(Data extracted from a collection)
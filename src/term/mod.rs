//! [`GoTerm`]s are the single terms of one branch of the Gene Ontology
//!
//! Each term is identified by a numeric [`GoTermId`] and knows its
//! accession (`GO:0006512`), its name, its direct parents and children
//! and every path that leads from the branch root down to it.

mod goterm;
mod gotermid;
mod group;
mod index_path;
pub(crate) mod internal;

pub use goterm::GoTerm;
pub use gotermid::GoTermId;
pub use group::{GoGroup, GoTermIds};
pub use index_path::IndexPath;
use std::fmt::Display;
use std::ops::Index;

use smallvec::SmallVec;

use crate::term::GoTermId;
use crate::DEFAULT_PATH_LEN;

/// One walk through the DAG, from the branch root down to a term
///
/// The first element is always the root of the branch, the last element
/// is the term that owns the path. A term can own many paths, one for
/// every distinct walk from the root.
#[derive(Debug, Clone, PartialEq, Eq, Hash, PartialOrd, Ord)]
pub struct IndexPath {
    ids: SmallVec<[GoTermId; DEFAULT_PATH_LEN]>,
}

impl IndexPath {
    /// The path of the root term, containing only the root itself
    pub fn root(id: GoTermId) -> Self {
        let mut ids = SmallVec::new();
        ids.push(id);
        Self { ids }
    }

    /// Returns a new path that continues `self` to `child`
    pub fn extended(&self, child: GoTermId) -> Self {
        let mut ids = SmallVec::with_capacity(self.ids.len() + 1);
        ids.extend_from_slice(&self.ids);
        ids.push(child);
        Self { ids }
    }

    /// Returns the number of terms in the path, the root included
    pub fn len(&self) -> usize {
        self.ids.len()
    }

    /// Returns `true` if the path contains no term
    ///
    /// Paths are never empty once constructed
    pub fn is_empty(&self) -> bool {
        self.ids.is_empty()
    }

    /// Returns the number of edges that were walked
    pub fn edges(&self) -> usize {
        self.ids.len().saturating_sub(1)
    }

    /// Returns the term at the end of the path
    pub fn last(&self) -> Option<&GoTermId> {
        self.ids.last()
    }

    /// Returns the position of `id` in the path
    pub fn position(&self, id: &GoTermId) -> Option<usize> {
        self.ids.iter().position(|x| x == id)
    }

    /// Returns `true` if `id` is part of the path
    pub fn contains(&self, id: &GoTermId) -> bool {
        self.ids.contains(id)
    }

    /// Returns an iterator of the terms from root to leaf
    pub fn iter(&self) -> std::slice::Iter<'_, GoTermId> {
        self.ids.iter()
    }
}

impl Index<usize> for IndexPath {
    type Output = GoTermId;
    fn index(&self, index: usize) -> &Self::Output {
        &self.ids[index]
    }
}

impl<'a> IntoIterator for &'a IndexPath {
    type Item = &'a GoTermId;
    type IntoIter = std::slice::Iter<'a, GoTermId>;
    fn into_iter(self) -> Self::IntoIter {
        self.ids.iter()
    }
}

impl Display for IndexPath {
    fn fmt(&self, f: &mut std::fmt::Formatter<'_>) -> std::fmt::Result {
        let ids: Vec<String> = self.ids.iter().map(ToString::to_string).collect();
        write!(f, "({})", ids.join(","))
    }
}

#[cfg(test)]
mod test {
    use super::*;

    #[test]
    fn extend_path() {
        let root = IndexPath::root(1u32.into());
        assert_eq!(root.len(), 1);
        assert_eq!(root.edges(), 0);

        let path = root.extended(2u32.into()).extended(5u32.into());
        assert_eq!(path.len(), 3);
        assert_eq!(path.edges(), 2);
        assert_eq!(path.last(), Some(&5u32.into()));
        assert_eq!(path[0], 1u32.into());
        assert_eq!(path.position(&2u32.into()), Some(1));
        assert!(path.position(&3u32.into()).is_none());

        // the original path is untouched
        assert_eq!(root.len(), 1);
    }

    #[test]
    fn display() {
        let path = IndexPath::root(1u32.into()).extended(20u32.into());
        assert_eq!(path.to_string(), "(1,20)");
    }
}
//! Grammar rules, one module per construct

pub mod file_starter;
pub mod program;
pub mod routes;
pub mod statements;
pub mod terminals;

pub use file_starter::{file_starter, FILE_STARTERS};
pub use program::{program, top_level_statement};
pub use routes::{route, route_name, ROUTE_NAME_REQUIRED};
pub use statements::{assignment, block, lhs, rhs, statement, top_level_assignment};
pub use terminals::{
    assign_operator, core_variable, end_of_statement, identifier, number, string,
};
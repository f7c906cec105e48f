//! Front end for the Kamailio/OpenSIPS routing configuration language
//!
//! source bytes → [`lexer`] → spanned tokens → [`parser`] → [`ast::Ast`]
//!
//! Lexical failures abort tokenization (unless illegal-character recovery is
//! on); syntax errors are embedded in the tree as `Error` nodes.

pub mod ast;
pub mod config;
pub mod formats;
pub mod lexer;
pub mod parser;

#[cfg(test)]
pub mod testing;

▶ _WHAT YOU NEED TO DO_:
In full and word for word, write out the data above.

▶ _SOLUTION_:
filename src/term/mod.rs
//! [`GoTerm`]s are the single terms of one branch of the Gene Ontology
//!
//! Each term is identified by a numeric [`GoTermId`] and knows its
//! accession (`GO:0006512`), its name, its direct parents and children
//! and every path that leads from the branch root down to it.

mod goterm;
mod gotermid;
mod group;
mod index_path;
pub(crate) mod internal;

pub use goterm::GoTerm;
pub use gotermid::GoTermId;
pub use group::{GoGroup, GoTermIds};
pub use index_path::IndexPath;
use std::fmt::Display;
use std::ops::Index;

use smallvec::SmallVec;

use crate::term::GoTermId;
use crate::DEFAULT_PATH_LEN;

/// One walk through the DAG, from the branch root down to a term
///
/// The first element is always the root of the branch, the last element
/// is the term that owns the path. A term can own many paths, one for
/// every distinct walk from the root.
#[derive(Debug, Clone, PartialEq, Eq, Hash, PartialOrd, Ord)]
pub struct IndexPath {
    ids: SmallVec<[GoTermId; DEFAULT_PATH_LEN]>,
}

impl IndexPath {
    /// The path of the root term, containing only the root itself
    pub fn root(id: GoTermId) -> Self {
        let mut ids = SmallVec::new();
        ids.push(id);
        Self { ids }
    }

    /// Returns a new path that continues `self` to `child`
    pub fn extended(&self, child: GoTermId) -> Self {
        let mut ids = SmallVec::with_capacity(self.ids.len() + 1);
        ids.extend_from_slice(&self.ids);
        ids.push(child);
        Self { ids }
    }

    /// Returns the number of terms in the path, the root included
    pub fn len(&self) -> usize {
        self.ids.len()
    }

    /// Returns `true` if the path contains no term
    ///
    /// Paths are never empty once constructed
    pub fn is_empty(&self) -> bool {
        self.ids.is_empty()
    }

    /// Returns the number of edges that were walked
    pub fn edges(&self) -> usize {
        self.ids.len().saturating_sub(1)
    }

    /// Returns the term at the end of the path
    pub fn last(&self) -> Option<&GoTermId> {
        self.ids.last()
    }

    /// Returns the position of `id` in the path
    pub fn position(&self, id: &GoTermId) -> Option<usize> {
        self.ids.iter().position(|x| x == id)
    }

    /// Returns `true` if `id` is part of the path
    pub fn contains(&self, id: &GoTermId) -> bool {
        self.ids.contains(id)
    }

    /// Returns an iterator of the terms from root to leaf
    pub fn iter(&self) -> std::slice::Iter<'_, GoTermId> {
        self.ids.iter()
    }
}

impl Index<usize> for IndexPath {
    type Output = GoTermId;
    fn index(&self, index: usize) -> &Self::Output {
        &self.ids[index]
    }
}

impl<'a> IntoIterator for &'a IndexPath {
    type Item = &'a GoTermId;
    type IntoIter = std::slice::Iter<'a, GoTermId>;
    fn into_iter(self) -> Self::IntoIter {
        self.ids.iter()
    }
}

impl Display for IndexPath {
    fn fmt(&self, f: &mut std::fmt::Formatter<'_>) -> std::fmt::Result {
        let ids: Vec<String> = self.ids.iter().map(ToString::to_string).collect();
        write!(f, "({})", ids.join(","))
    }
}

#[cfg(test)]
mod test {
    use super::*;

    #[test]
    fn extend_path() {
        let root = IndexPath::root(1u32.into());
        assert_eq!(root.len(), 1);
        assert_eq!(root.edges(), 0);

        let path = root.extended(2u32.into()).extended(5u32.into());
        assert_eq!(path.len(), 3);
        assert_eq!(path.edges(), 2);
        assert_eq!(path.last(), Some(&5u32.into()));
        assert_eq!(path[0], 1u32.into());
        assert_eq!(path.position(&2u32.into()), Some(1));
        assert!(path.position(&3u32.into()).is_none());

        // the original path is untouched
        assert_eq!(root.len(), 1);
    }

    #[test]
    fn display() {
        let path = IndexPath::root(1u32.into()).extended(20u32.into());
        assert_eq!(path.to_string(), "(1,20)");
    }
}
//! Grammar rules, one module per construct

pub mod file_starter;
pub mod program;
pub mod routes;
pub mod statements;
pub mod terminals;

pub use file_starter::{file_starter, FILE_STARTERS};
pub use program::{program, top_level_statement};
pub use routes::{route, route_name, ROUTE_NAME_REQUIRED};
pub use statements::{assignment, block, lhs, rhs, statement, top_level_assignment};
pub use terminals::{
    assign_operator, core_variable, end_of_statement, identifier, number, string,
};
repository f7c906cec105e48f
//! Front end for the Kamailio/OpenSIPS routing configuration language
//!
//! source bytes → [`lexer`] → spanned tokens → [`parser`] → [`ast::Ast`]
//!
//! Lexical failures abort tokenization (unless illegal-character recovery is
//! on); syntax errors are embedded in the tree as `Error` nodes.

pub mod ast;
pub mod config;
pub mod formats;
pub mod lexer;
pub mod parser;

#[cfg(test)]
pub mod testing;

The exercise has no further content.